● **About this task**: Pull every line that includes the word "filename" from the data.

● **Collected data entries**:
▽

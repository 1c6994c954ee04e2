use std::path::Path;
use std::str::FromStr;

use serde::Serialize;
use sqlx::FromRow;

use booktrack_http::error::ApiError;

/// Longest accepted title, in characters.
pub const MAX_TITLE_CHARS: usize = 100;
/// Longest accepted author name, in characters.
pub const MAX_AUTHOR_CHARS: usize = 150;
/// Largest accepted cover image, in bytes.
pub const MAX_IMAGE_BYTES: usize = 16 * 1024 * 1024;

/// A persisted catalog record.
#[derive(Debug, Clone, Serialize, FromRow)]
pub struct Book {
    pub id: String,
    pub title: String,
    pub author: String,
    pub isbn: String,
    pub genre: String,
    pub available_copies: i64,
    pub image_path: String,
    pub created_at: String,
}

/// Catalog genres offered by the submission form.
#[derive(Debug, Clone, Copy, PartialEq, Eq)]
pub enum Genre {
    Fiction,
    NonFiction,
    Biography,
    Drama,
    ScienceFiction,
}

impl Genre {
    pub fn as_str(&self) -> &'static str {
        match self {
            Genre::Fiction => "Fiction",
            Genre::NonFiction => "Non-Fiction",
            Genre::Biography => "Biography",
            Genre::Drama => "Drama",
            Genre::ScienceFiction => "Science Fiction",
        }
    }
}

impl FromStr for Genre {
    type Err = ();

    fn from_str(s: &str) -> Result<Self, Self::Err> {
        match s {
            "Fiction" => Ok(Genre::Fiction),
            "Non-Fiction" => Ok(Genre::NonFiction),
            "Biography" => Ok(Genre::Biography),
            "Drama" => Ok(Genre::Drama),
            "Science Fiction" => Ok(Genre::ScienceFiction),
            _ => Err(()),
        }
    }
}

/// Image part of a submission.
#[derive(Debug, Clone)]
pub struct ImageUpload {
    pub filename: String,
    pub bytes: Vec<u8>,
}

impl ImageUpload {
    /// File extension of the uploaded image, if the browser sent one.
    pub fn extension(&self) -> Option<&str> {
        Path::new(&self.filename)
            .extension()
            .and_then(|ext| ext.to_str())
    }
}

/// A submission that has passed server-side validation.
#[derive(Debug)]
pub struct NewBook {
    pub title: String,
    pub author: String,
    pub isbn: String,
    pub genre: Genre,
    pub available_copies: i64,
    pub image: ImageUpload,
}

/// Raw multipart fields as received from the wire, before validation.
#[derive(Debug, Default)]
pub struct Submission {
    pub title: Option<String>,
    pub author: Option<String>,
    pub isbn: Option<String>,
    pub genre: Option<String>,
    pub available_copies: Option<String>,
    pub image: Option<ImageUpload>,
}

impl Submission {
    /// Re-validate every field server-side. The client performs the same
    /// checks, but it cannot be trusted.
    pub fn validate(self) -> Result<NewBook, ApiError> {
        let title = required_text(self.title, "title")?;
        let author = required_text(self.author, "author")?;
        let isbn = required_text(self.isbn, "isbn")?;
        let genre = required_text(self.genre, "genre")?;
        let copies = required_text(self.available_copies, "availableCopies")?;
        let image = self
            .image
            .filter(|image| !image.bytes.is_empty())
            .ok_or_else(|| ApiError::validation("missing required field 'image'"))?;

        if !is_valid_isbn(&isbn) {
            return Err(ApiError::IsbnInvalid);
        }

        if title.chars().count() > MAX_TITLE_CHARS {
            return Err(ApiError::validation("title exceeds 100 characters"));
        }
        if author.chars().count() > MAX_AUTHOR_CHARS {
            return Err(ApiError::validation("author exceeds 150 characters"));
        }

        let genre = Genre::from_str(&genre)
            .map_err(|_| ApiError::validation(format!("unknown genre '{genre}'")))?;

        let available_copies: i64 = copies
            .parse()
            .map_err(|_| ApiError::validation("availableCopies is not an integer"))?;
        if available_copies < 0 {
            return Err(ApiError::validation("availableCopies is negative"));
        }

        if image.bytes.len() > MAX_IMAGE_BYTES {
            return Err(ApiError::validation("image exceeds 16 MB"));
        }

        Ok(NewBook {
            title,
            author,
            isbn,
            genre,
            available_copies,
            image,
        })
    }
}

fn required_text(value: Option<String>, field: &str) -> Result<String, ApiError> {
    match value {
        Some(value) => {
            let trimmed = value.trim();
            if trimmed.is_empty() {
                Err(ApiError::validation(format!(
                    "missing required field '{field}'"
                )))
            } else {
                Ok(trimmed.to_string())
            }
        }
        None => Err(ApiError::validation(format!(
            "missing required field '{field}'"
        ))),
    }
}

/// An ISBN is accepted only as exactly 13 ASCII digits.
pub fn is_valid_isbn(isbn: &str) -> bool {
    isbn.len() == 13 && isbn.bytes().all(|b| b.is_ascii_digit())
}

#[cfg(test)]
mod tests {
    use super::*;

    fn valid_submission() -> Submission {
        Submission {
            title: Some("Valid Book Title".to_string()),
            author: Some("Valid Author".to_string()),
            isbn: Some("9781234567890".to_string()),
            genre: Some("Fiction".to_string()),
            available_copies: Some("5".to_string()),
            image: Some(ImageUpload {
                filename: "cover.jpg".to_string(),
                bytes: vec![0u8; 64],
            }),
        }
    }

    #[test]
    fn thirteen_digit_isbn_is_valid() {
        assert!(is_valid_isbn("9781234567890"));
        assert!(!is_valid_isbn("123"));
        assert!(!is_valid_isbn("97812345678901"));
        assert!(!is_valid_isbn("978123456789X"));
        assert!(!is_valid_isbn(""));
    }

    #[test]
    fn valid_submission_passes() {
        let book = valid_submission().validate().unwrap();
        assert_eq!(book.title, "Valid Book Title");
        assert_eq!(book.genre, Genre::Fiction);
        assert_eq!(book.available_copies, 5);
    }

    #[test]
    fn missing_field_is_rejected() {
        let mut submission = valid_submission();
        submission.author = None;
        let err = submission.validate().unwrap_err();
        assert!(matches!(err, ApiError::Validation { .. }));
    }

    #[test]
    fn whitespace_only_field_counts_as_missing() {
        let mut submission = valid_submission();
        submission.title = Some("   ".to_string());
        let err = submission.validate().unwrap_err();
        assert!(matches!(err, ApiError::Validation { .. }));
    }

    #[test]
    fn bad_isbn_maps_to_isbn_invalid() {
        let mut submission = valid_submission();
        submission.isbn = Some("123".to_string());
        let err = submission.validate().unwrap_err();
        assert!(matches!(err, ApiError::IsbnInvalid));
    }

    #[test]
    fn title_at_limit_passes_and_over_limit_fails() {
        let mut submission = valid_submission();
        submission.title = Some("A".repeat(MAX_TITLE_CHARS));
        assert!(submission.validate().is_ok());

        let mut submission = valid_submission();
        submission.title = Some("A".repeat(MAX_TITLE_CHARS + 1));
        assert!(matches!(
            submission.validate().unwrap_err(),
            ApiError::Validation { .. }
        ));
    }

    #[test]
    fn author_over_limit_fails() {
        let mut submission = valid_submission();
        submission.author = Some("A".repeat(MAX_AUTHOR_CHARS + 1));
        assert!(matches!(
            submission.validate().unwrap_err(),
            ApiError::Validation { .. }
        ));
    }

    #[test]
    fn unknown_genre_is_rejected() {
        let mut submission = valid_submission();
        submission.genre = Some("Horror".to_string());
        assert!(matches!(
            submission.validate().unwrap_err(),
            ApiError::Validation { .. }
        ));
    }

    #[test]
    fn negative_copies_is_rejected() {
        let mut submission = valid_submission();
        submission.available_copies = Some("-1".to_string());
        assert!(matches!(
            submission.validate().unwrap_err(),
            ApiError::Validation { .. }
        ));
    }

    #[test]
    fn oversized_image_is_rejected() {
        let mut submission = valid_submission();
        submission.image = Some(ImageUpload {
            filename: "huge.jpg".to_string(),
            bytes: vec![0u8; MAX_IMAGE_BYTES + 1],
        });
        assert!(matches!(
            submission.validate().unwrap_err(),
            ApiError::Validation { .. }
        ));
    }

    #[test]
    fn image_at_exactly_16_mb_passes() {
        let mut submission = valid_submission();
        submission.image = Some(ImageUpload {
            filename: "big.jpg".to_string(),
            bytes: vec![0u8; MAX_IMAGE_BYTES],
        });
        assert!(submission.validate().is_ok());
    }

    #[test]
    fn genre_round_trips_through_str() {
        for genre in [
            Genre::Fiction,
            Genre::NonFiction,
            Genre::Biography,
            Genre::Drama,
            Genre::ScienceFiction,
        ] {
            assert_eq!(Genre::from_str(genre.as_str()), Ok(genre));
        }
    }

    #[test]
    fn image_extension_is_extracted() {
        let image = ImageUpload {
            filename: "cover.jpg".to_string(),
            bytes: vec![],
        };
        assert_eq!(image.extension(), Some("jpg"));

        let image = ImageUpload {
            filename: "cover".to_string(),
            bytes: vec![],
        };
        assert_eq!(image.extension(), None);
    }
}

△

● **The answer**:
    pub filename: String,
        Path::new(&self.filename)
                filename: "cover.jpg".to_string(),
            filename: "huge.jpg".to_string(),
            filename: "big.jpg".to_string(),
            filename: "cover.jpg".to_string(),
            filename: "cover".to_string(),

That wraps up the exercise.